Keywords: Skin, Synovium, Fibroblasts, Biomarkers, -omics
C. Iperi1, C. Geiss1, P. Stauffer1, A. M. Hoffmann-Vold1, O. Distler1, C. Ospelt1, M. Elhai1
1Center of Experimental Rheumatology, University Hospital Zürich, Department of Rheumatology, Zurich, Switzerland

Background: Systemic sclerosis (SSc) is a severe autoimmune disease with multiorgan involvement. Current therapeutic strategies remain organ-specific, lacking systemic approaches. Recent single-cell analysis of SSc synovium revealed a robust type I and type II interferon (IFN) signature across major cellular populations, including FOSB+ fibroblasts, venous endothelial cells, and infiltrating macrophages, as well as activation of the alternative complement pathway in fibroblasts [1]. However, it remains unknown whether these signatures are shared across multiple affected organs and could thus represent systemic targets.

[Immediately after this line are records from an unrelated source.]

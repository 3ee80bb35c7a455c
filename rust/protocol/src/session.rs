//
// Copyright 2020-2022 Signal Messenger, LLC.
// SPDX-License-Identifier: AGPL-3.0-only
//

use rand::{CryptoRng, Rng};

use crate::consts::MEDIUM_MAX_VALUE;
use crate::ratchet::{self, InitiatorKeys, ResponderKeys};
use crate::state::PendingPreKey;
use crate::{
    Direction, IdentityKey, IdentityKeyStore, KeyPair, PreKeyBundle, PreKeyId,
    PreKeySignalMessage, PreKeyStore, ProtocolAddress, Result, SessionRecord, SessionStore,
    SignalProtocolError, SignedPreKeyStore,
};

/// The four stores a 1:1 session touches, borrowed together.
///
/// [SessionBuilder] and [crate::SessionCipher] each hold one of these, so the handshake steps
/// live here and both can run them.
pub(crate) struct SessionStores<'a> {
    pub(crate) sessions: &'a mut dyn SessionStore,
    pub(crate) pre_keys: &'a mut dyn PreKeyStore,
    pub(crate) signed_pre_keys: &'a mut dyn SignedPreKeyStore,
    pub(crate) identities: &'a mut dyn IdentityKeyStore,
}

impl<'a> SessionStores<'a> {
    pub(crate) fn new(
        sessions: &'a mut dyn SessionStore,
        pre_keys: &'a mut dyn PreKeyStore,
        signed_pre_keys: &'a mut dyn SignedPreKeyStore,
        identities: &'a mut dyn IdentityKeyStore,
    ) -> Self {
        Self {
            sessions,
            pre_keys,
            signed_pre_keys,
            identities,
        }
    }

    pub(crate) fn require_trusted(
        &self,
        peer: &ProtocolAddress,
        identity: &IdentityKey,
        direction: Direction,
    ) -> Result<()> {
        if self.identities.is_trusted_identity(peer, identity, direction)? {
            return Ok(());
        }
        log::warn!(
            "{direction:?} refused: identity {} is not trusted for {peer}",
            hex::encode(identity.public_key().public_key_bytes())
        );
        Err(SignalProtocolError::UntrustedIdentity(peer.clone()))
    }

    pub(crate) fn existing_session(&self, peer: &ProtocolAddress) -> Result<SessionRecord> {
        self.sessions
            .load_session(peer)?
            .ok_or_else(|| SignalProtocolError::SessionNotFound(peer.clone()))
    }

    pub(crate) fn session_or_fresh(&self, peer: &ProtocolAddress) -> Result<SessionRecord> {
        Ok(self
            .sessions
            .load_session(peer)?
            .unwrap_or_else(SessionRecord::new_fresh))
    }

    /// Starts a session from the peer's published bundle and stores it.
    pub(crate) fn accept_bundle<R: Rng + CryptoRng>(
        &mut self,
        peer: &ProtocolAddress,
        bundle: &PreKeyBundle,
        csprng: &mut R,
    ) -> Result<()> {
        self.require_trusted(peer, &bundle.identity_key, Direction::Sending)?;

        let signed_pre_key = bundle
            .signed_pre_key
            .ok_or(SignalProtocolError::NoSignedPreKey)?;
        if !bundle
            .identity_key
            .public_key()
            .verify_signature(&signed_pre_key.serialize(), &bundle.signed_pre_key_signature)
        {
            return Err(SignalProtocolError::InvalidSignature);
        }

        let mut record = self.session_or_fresh(peer)?;
        let base_key = KeyPair::generate(csprng);
        let keys = InitiatorKeys {
            identity: self.identities.get_identity_key_pair()?,
            base_key,
            peer_identity: bundle.identity_key,
            peer_signed_pre_key: signed_pre_key,
            peer_one_time_pre_key: bundle.pre_key.map(|(_, key)| key),
            peer_ratchet_key: signed_pre_key,
        };

        let mut state = ratchet::initialize_alice_session(&keys, csprng);
        let pre_key_id = bundle.pre_key.map(|(id, _)| id);
        log::info!(
            "session with {peer} will announce signed prekey {} and one-time prekey {pre_key_id:?}",
            bundle.signed_pre_key_id
        );
        state.mark_pending_pre_key(&PendingPreKey {
            pre_key_id,
            signed_pre_key_id: bundle.signed_pre_key_id,
            base_key: base_key.public_key,
        });
        state.set_registration_ids(
            self.identities.get_local_registration_id()?,
            bundle.registration_id,
        );
        record.install_state(state);

        self.sessions.store_session(peer, &record)?;
        self.identities.save_identity(peer, &bundle.identity_key)?;
        Ok(())
    }

    /// Installs into `record` the session the sender built for `message`, unless one with the
    /// same base key is already there. Nothing is stored.
    ///
    /// Returns the one-time prekey the new session consumed, to be removed once the embedded
    /// message has decrypted.
    pub(crate) fn accept_pre_key_message(
        &mut self,
        peer: &ProtocolAddress,
        record: &mut SessionRecord,
        message: &PreKeySignalMessage,
    ) -> Result<Option<PreKeyId>> {
        let peer_identity = message.identity_key();
        self.require_trusted(peer, peer_identity, Direction::Receiving)?;

        let used = self.install_responder_state(peer, record, message)?;

        self.identities.save_identity(peer, peer_identity)?;
        Ok(used)
    }

    fn install_responder_state(
        &mut self,
        peer: &ProtocolAddress,
        record: &mut SessionRecord,
        message: &PreKeySignalMessage,
    ) -> Result<Option<PreKeyId>> {
        let base_key = message.base_key();
        if record.has_state_for_base_key(message.message_version().into(), &base_key.serialize()) {
            log::info!(
                "{peer} repeated base key {}, session already set up",
                hex::encode(base_key.public_key_bytes())
            );
            return Ok(None);
        }

        let signed_pre_key = self
            .signed_pre_keys
            .get_signed_pre_key(message.signed_pre_key_id())?
            .key_pair();
        let one_time_pre_key = match message.pre_key_id() {
            Some(id) => Some(self.pre_keys.get_pre_key(id)?.key_pair()),
            None => {
                log::warn!("{peer} started a session without a one-time prekey");
                None
            }
        };

        let mut state = ratchet::initialize_bob_session(&ResponderKeys {
            identity: self.identities.get_identity_key_pair()?,
            signed_pre_key,
            one_time_pre_key,
            ratchet_key: signed_pre_key,
            peer_identity: *message.identity_key(),
            peer_base_key: *base_key,
        });
        state.set_registration_ids(
            self.identities.get_local_registration_id()?,
            message.registration_id(),
        );
        record.install_state(state);

        Ok(message.pre_key_id().filter(|&id| id != MEDIUM_MAX_VALUE))
    }
}

/// Establishes sessions with one remote device, either from its published bundle or from the
/// first message it sent us.
pub struct SessionBuilder<'a> {
    peer: ProtocolAddress,
    stores: SessionStores<'a>,
}

impl<'a> SessionBuilder<'a> {
    pub fn new(
        remote_address: ProtocolAddress,
        session_store: &'a mut dyn SessionStore,
        pre_key_store: &'a mut dyn PreKeyStore,
        signed_pre_key_store: &'a mut dyn SignedPreKeyStore,
        identity_store: &'a mut dyn IdentityKeyStore,
    ) -> Self {
        Self {
            peer: remote_address,
            stores: SessionStores::new(
                session_store,
                pre_key_store,
                signed_pre_key_store,
                identity_store,
            ),
        }
    }

    pub fn remote_address(&self) -> &ProtocolAddress {
        &self.peer
    }

    /// Builds a new session from `bundle` and stores it as the current session for the remote
    /// address. Until the peer replies, every message we send is a [PreKeySignalMessage].
    pub fn process_pre_key_bundle<R: Rng + CryptoRng>(
        &mut self,
        bundle: &PreKeyBundle,
        csprng: &mut R,
    ) -> Result<()> {
        self.stores.accept_bundle(&self.peer, bundle, csprng)
    }

    /// Installs the session `message` was sent from into `session_record`.
    ///
    /// Returns the one-time prekey id the message consumed, which the caller removes from the
    /// prekey store once the embedded message has been decrypted.
    pub fn process(
        &mut self,
        session_record: &mut SessionRecord,
        message: &PreKeySignalMessage,
    ) -> Result<Option<PreKeyId>> {
        self.stores
            .accept_pre_key_message(&self.peer, session_record, message)
    }
}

Objectives: We aimed to determine whether (i) IFN and alternative complement pathway activation represent a systemic molecular hallmark of SSc and (ii) whether these signatures originate from shared pathogenic cellular subpopulations in lung and skin.


Methods: We compiled 5 publicly available SSc single-cell datasets from skin, lungs, PBMC, and 1 in-house dataset from synovium ( Table 1 ) [1]; each was then processed and normalized independently by Scanpy (v1.11). The cells were annotated using Celltypist models, followed by differential gene expression (pydeseq2) and gene set enrichment analysis (GSEA) comparing SSc with controls (CTRLs). Fibroblast, monocyte-macrophage, and endothelial populations from all tissues were reintegrated and reclustered (Leiden resolution = 0.4) to identify pathogenic states shared with synovium. Type I and II IFN and the alternative complement pathway activation from Hallmark gene sets were quantified by gene-level Z-scores relative to controls and validated by hierarchical clustering (Euclidean, complete linkage).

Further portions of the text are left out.